Nella terra di confine: alla scoperta di Carema

Che stagione magica è la primavera! Il risveglio della natura, i primi fiori che iniziano a spuntare, le giornate che si allungano… è questo il momento in cui tutto sembra lasciarsi ormai alle spalle il rigido inverno.

La primavera è il periodo ideale per passeggiare nel fondovalle, alla scoperta di borghi e villaggi inaspettati. Oggi abbandoniamo la Valle d’Aosta e ci spostiamo nella vicina Carema, da sempre terra di confine: area storicamente al limite tra Italia e Gallia in epoca romana, tra Regno d’Italia e Regno Borgognone nel Medioevo e tra Piemonte e Valle d’Aosta in epoca recente.

Scorcio di Carema

L’etimologia del nome Carema deriverebbe dall’espressione latina quadragesimum lapidem ab Augusta Praetoria, ossia collocata a circa 40 miglia da Aosta; secondo un’altra ipotesi, invece, farebbe riferimento a Caremam, vale a dire dogana.
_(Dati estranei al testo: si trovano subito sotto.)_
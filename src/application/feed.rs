//! Query router for the problem and solution feeds.
//!
//! Unfiltered requests go through the feed cache with lazy fill. Any filter
//! bypasses the cache and runs a live query, so the cache only ever holds the
//! canonical orderings.

use std::sync::Arc;

use thiserror::Error;
use tracing::debug;
use uuid::Uuid;

use crate::application::merge::{
    ProblemFeedItem, SolutionFeedItem, merge_problems, merge_solutions,
};
use crate::application::pagination::{PageRequest, Paginated};
use crate::application::repos::{
    ProblemQueryFilter, ProblemsRepo, RepoError, SolutionQueryFilter, SolutionsRepo,
    SolvedProblemFilter,
};
use crate::cache::{CachedPage, FeedCache, FeedScope, StatusMapStore};
use crate::domain::entities::{ProblemSummary, SolutionSummary, SolvedProblem};
use crate::domain::status_map::StatusMap;
use crate::domain::types::StatusFilter;

#[derive(Debug, Error)]
pub enum FeedError {
    #[error("invalid filter: {0}")]
    InvalidFilter(String),
    #[error("filter `{0}` requires an authenticated caller")]
    Unauthenticated(&'static str),
    #[error(transparent)]
    Repo(#[from] RepoError),
}

/// Parsed problem feed request.
#[derive(Debug, Clone, Default)]
pub struct ProblemFeedQuery {
    pub page: PageRequest,
    pub search: Option<String>,
    pub topic: Option<String>,
    pub status: Option<StatusFilter>,
}

impl ProblemFeedQuery {
    /// Normalise raw query values. Blank values and `all` mean no filter.
    pub fn parse(
        page: Option<u32>,
        limit: Option<u32>,
        search: Option<&str>,
        topic: Option<&str>,
        status: Option<&str>,
    ) -> Result<Self, FeedError> {
        let search = search
            .map(str::trim)
            .filter(|value| !value.is_empty())
            .map(str::to_string);
        let topic = topic
            .map(str::trim)
            .filter(|value| !value.is_empty() && !value.eq_ignore_ascii_case("all"))
            .map(str::to_string);
        let status = match status {
            Some(raw) => StatusFilter::parse(raw).map_err(FeedError::InvalidFilter)?,
            None => None,
        };

        Ok(Self {
            page: PageRequest::new(page, limit),
            search,
            topic,
            status,
        })
    }

    pub fn is_filtered(&self) -> bool {
        self.search.is_some() || self.topic.is_some() || self.status.is_some()
    }
}

#[derive(Debug, Clone, Default)]
pub struct SolutionFeedQuery {
    pub page: PageRequest,
    pub accepted: Option<bool>,
    pub submitted_by_me: bool,
}

impl SolutionFeedQuery {
    pub fn is_filtered(&self) -> bool {
        self.accepted.is_some() || self.submitted_by_me
    }
}

/// A user's solved history. Always a live query.
#[derive(Debug, Clone, Default)]
pub struct SolvedHistoryQuery {
    pub page: PageRequest,
    pub topic: Option<String>,
    pub accepted: Option<bool>,
}

impl SolvedHistoryQuery {
    /// Blank topics and `all` mean no topic filter.
    pub fn parse(
        page: Option<u32>,
        limit: Option<u32>,
        topic: Option<&str>,
        accepted: Option<bool>,
    ) -> Self {
        let topic = topic
            .map(str::trim)
            .filter(|value| !value.is_empty() && !value.eq_ignore_ascii_case("all"))
            .map(str::to_string);
        Self {
            page: PageRequest::new(page, limit),
            topic,
            accepted,
        }
    }
}

#[derive(Clone)]
pub struct FeedService {
    problems: Arc<dyn ProblemsRepo>,
    solutions: Arc<dyn SolutionsRepo>,
    feed_cache: FeedCache,
    status_maps: StatusMapStore,
}

impl FeedService {
    pub fn new(
        problems: Arc<dyn ProblemsRepo>,
        solutions: Arc<dyn SolutionsRepo>,
        feed_cache: FeedCache,
        status_maps: StatusMapStore,
    ) -> Self {
        Self {
            problems,
            solutions,
            feed_cache,
            status_maps,
        }
    }

    pub async fn list_problems(
        &self,
        viewer: Option<Uuid>,
        query: &ProblemFeedQuery,
    ) -> Result<Paginated<ProblemFeedItem>, FeedError> {
        // Needed on both paths: for the flags, and to translate a status filter.
        let status_map = match viewer {
            Some(user_id) => self.status_maps.get(user_id).await?,
            None => StatusMap::new(),
        };

        let page = if query.is_filtered() {
            let filter = ProblemQueryFilter {
                search: query.search.clone(),
                topic: query.topic.clone(),
                ids: query.status.map(|status| status_map.id_filter(status)),
            };
            debug!(
                search = ?filter.search,
                topic = ?filter.topic,
                status = ?query.status,
                "problem feed bypassing cache"
            );
            self.live_problem_page(&filter, query.page).await?
        } else {
            self.cached_problem_page(query.page).await?
        };

        let items = merge_problems(page.items, viewer.map(|_| &status_map));
        Ok(Paginated::new(items, query.page, page.total))
    }

    pub async fn list_solutions(
        &self,
        viewer: Option<Uuid>,
        problem_id: Uuid,
        query: &SolutionFeedQuery,
    ) -> Result<Paginated<SolutionFeedItem>, FeedError> {
        let page = if query.is_filtered() {
            let uploader = if query.submitted_by_me {
                Some(viewer.ok_or(FeedError::Unauthenticated("submittedByMe"))?)
            } else {
                None
            };
            let filter = SolutionQueryFilter {
                accepted: query.accepted,
                uploader,
            };
            debug!(%problem_id, accepted = ?filter.accepted, mine = query.submitted_by_me, "solution feed bypassing cache");
            self.live_solution_page(problem_id, &filter, query.page)
                .await?
        } else {
            self.cached_solution_page(problem_id, query.page).await?
        };

        let items = merge_solutions(page.items, viewer);
        Ok(Paginated::new(items, query.page, page.total))
    }

    /// Problems the user has submitted to, deduplicated, sorted by title.
    pub async fn list_solved(
        &self,
        user_id: Uuid,
        query: &SolvedHistoryQuery,
    ) -> Result<Paginated<SolvedProblem>, FeedError> {
        let filter = SolvedProblemFilter {
            topic: query.topic.clone(),
            accepted: query.accepted,
        };
        let (items, total) = futures::try_join!(
            self.solutions.list_solved_problems(
                user_id,
                &filter,
                query.page.skip(),
                query.page.limit
            ),
            self.solutions.count_solved_problems(user_id, &filter),
        )?;
        Ok(Paginated::new(items, query.page, total))
    }

    async fn cached_problem_page(
        &self,
        request: PageRequest,
    ) -> Result<CachedPage<ProblemSummary>, RepoError> {
        let scope = FeedScope::Problems;
        if let Some(page) = self.feed_cache.get_page(scope, request).await {
            return Ok(page);
        }

        let page = self
            .live_problem_page(&ProblemQueryFilter::default(), request)
            .await?;
        self.feed_cache.put_page(scope, request, &page).await;
        Ok(page)
    }

    async fn live_problem_page(
        &self,
        filter: &ProblemQueryFilter,
        request: PageRequest,
    ) -> Result<CachedPage<ProblemSummary>, RepoError> {
        let (items, total) = futures::try_join!(
            self.problems
                .list_problem_summaries(filter, request.skip(), request.limit),
            self.problems.count_problems(filter),
        )?;
        Ok(CachedPage { items, total })
    }

    async fn cached_solution_page(
        &self,
        problem_id: Uuid,
        request: PageRequest,
    ) -> Result<CachedPage<SolutionSummary>, RepoError> {
        let scope = FeedScope::Solutions { problem_id };
        if let Some(page) = self.feed_cache.get_page(scope, request).await {
            return Ok(page);
        }

        let page = self
            .live_solution_page(problem_id, &SolutionQueryFilter::default(), request)
            .await?;
        self.feed_cache.put_page(scope, request, &page).await;
        Ok(page)
    }

    async fn live_solution_page(
        &self,
        problem_id: Uuid,
        filter: &SolutionQueryFilter,
        request: PageRequest,
    ) -> Result<CachedPage<SolutionSummary>, RepoError> {
        let (items, total) = futures::try_join!(
            self.solutions
                .list_solution_summaries(problem_id, filter, request.skip(), request.limit),
            self.solutions.count_solutions(problem_id, filter),
        )?;
        Ok(CachedPage { items, total })
    }
}

#[cfg(test)]
mod tests {
    use super::*;

    #[test]
    fn all_values_mean_no_filter() {
        let query =
            ProblemFeedQuery::parse(None, None, Some("  "), Some("ALL"), Some("all")).unwrap();
        assert!(!query.is_filtered());
    }

    #[test]
    fn filters_are_detected() {
        let query = ProblemFeedQuery::parse(Some(2), Some(5), None, Some("graphs"), None).unwrap();
        assert!(query.is_filtered());
        assert_eq!(query.topic.as_deref(), Some("graphs"));
        assert_eq!(query.page, PageRequest { page: 2, limit: 5 });

        let query = ProblemFeedQuery::parse(None, None, None, None, Some("replied")).unwrap();
        assert_eq!(query.status, Some(StatusFilter::AttemptedNotSolved));
    }

    #[test]
    fn unknown_status_is_rejected() {
        assert!(matches!(
            ProblemFeedQuery::parse(None, None, None, None, Some("someday")),
            Err(FeedError::InvalidFilter(_))
        ));
    }

    #[test]
    fn solution_filters_are_detected() {
        assert!(!SolutionFeedQuery::default().is_filtered());
        assert!(
            SolutionFeedQuery {
                accepted: Some(false),
                ..Default::default()
            }
            .is_filtered()
        );
    }

    #[test]
    fn solved_history_treats_all_topic_as_unfiltered() {
        let query = SolvedHistoryQuery::parse(None, Some(100), Some(" All "), Some(true));
        assert_eq!(query.topic, None);
        assert_eq!(query.accepted, Some(true));
        assert_eq!(query.page.limit, 50);
    }
}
La sua invidiabile posizione, situata su una fertile conca al riparo dai freddi venti, ha reso possibile un microclima favorevole alla coltivazione della vite, rendendola unica per il suo paesaggio terrazzato e famosa per la produzione del vino Carema, uno dei primi vini piemontesi ad ottenere la denominazione Doc.

Vigneti

Il nostro viaggio inizia lungo la Via Francigena, antica via che nel Medioevo univa Canterbury a Roma, entrando a Carema attraverso l’antico sentiero che da Pont-St-Martin sale alla cappella di San Rocco, costruita nel XVII secolo in onore del Santo a protezione della popolazione dalla peste.

Cappella di San Rocco

L’edificio si trova in una splendida posizione, dalla quale è possibile ammirare dall’alto la conca caremese, il cui paesaggio è avvolto da caratteristici vigneti, noti per i singolari pilastri in pietra e calce detti Pilun che, oltre a fornire sostegno alle strutture delle toppie (pergolato), hanno la funzione di immagazzinare il calore del sole durante il giorno e di restituirlo alla vegetazione nel corso della notte.

Panorama dalla cappella di San Rocco

Scendendo lungo un sentiero immerso nelle pergole si entra all’interno del centro abitato, che nonostante lo scorrere del tempo ha mantenuto il su assetto medievale: percorrendo le strette stradine lo sguardo si volge alle antiche abitazioni, dove è possibile notare muri in pietra, archi a tutto sesto, le lobbie, i tipici balconi in legno, portali con grandi pietre riquadrate e tetti coperti da lastre di pietra. Nella parte alta dell’antico borgo si trova la fontana di via Basilia, voluta nel 1571 dai Conti di Challant – Mandruzzo per omaggiare i Savoia. La fontana, con un’ampia vasca, presenta una stele di granito scuro di forma cuspidale alta circa due metri, sulle cui facciate sono scolpiti quattro stemmi araldici e diverse scritte in latino, tra le quali “Se qualcuno ha sete venga da me e beva” e inoltre “Abbi pietà di noi, Gesù Maestro”.

Sentiero che dalla cappella di San Rocco scende verso l’abitato di Carema

Fontana San Basilio

Poco lontano si trova la chiesa parrocchiale, dedicata a San Martino: è singolare il fatto che la confinante Pont-St-Martin, che porta il famoso vescovo di Tours nel proprio nome, abbia dedicato la propria chiesa a San Lorenzo! È impossibile non notare il campanile, capolavoro architettonico edificato negli anni 1762-1769 interamente in pietra. La torre campanaria è alta ben 60 metri!

Chiesa di San Martino

Poco distante sorge il palazzotto degli Ugoneti, sede della importante famiglia degli Ugoni, o Hugoneti, signori di Carema.

Palazzotto degli Ugoneti

Uscendo dal paese si incontra l’imponente casaforte di epoca alto medievale chiamata Gran Masun: edificio posto a difesa del borgo, era la sede della guarnigione locale, luogo di amministrazione della giustizia e forse anche antica prigione.

Gran Masun

Prima di lasciare questo ameno abitato vale la pena fare una sosta presso la Cantina dei Produttori Nebbiolo di Carema, all’interno della quale è possibile degustare il Carema Doc, ottenuto da uve Nebbiolo in purezza. La produzione di questo vino si limita al solo Comune omonimo, attualmente conta una superficie di circa 13 ettari ed è iscritto all’albo DOC da ben 51 anni!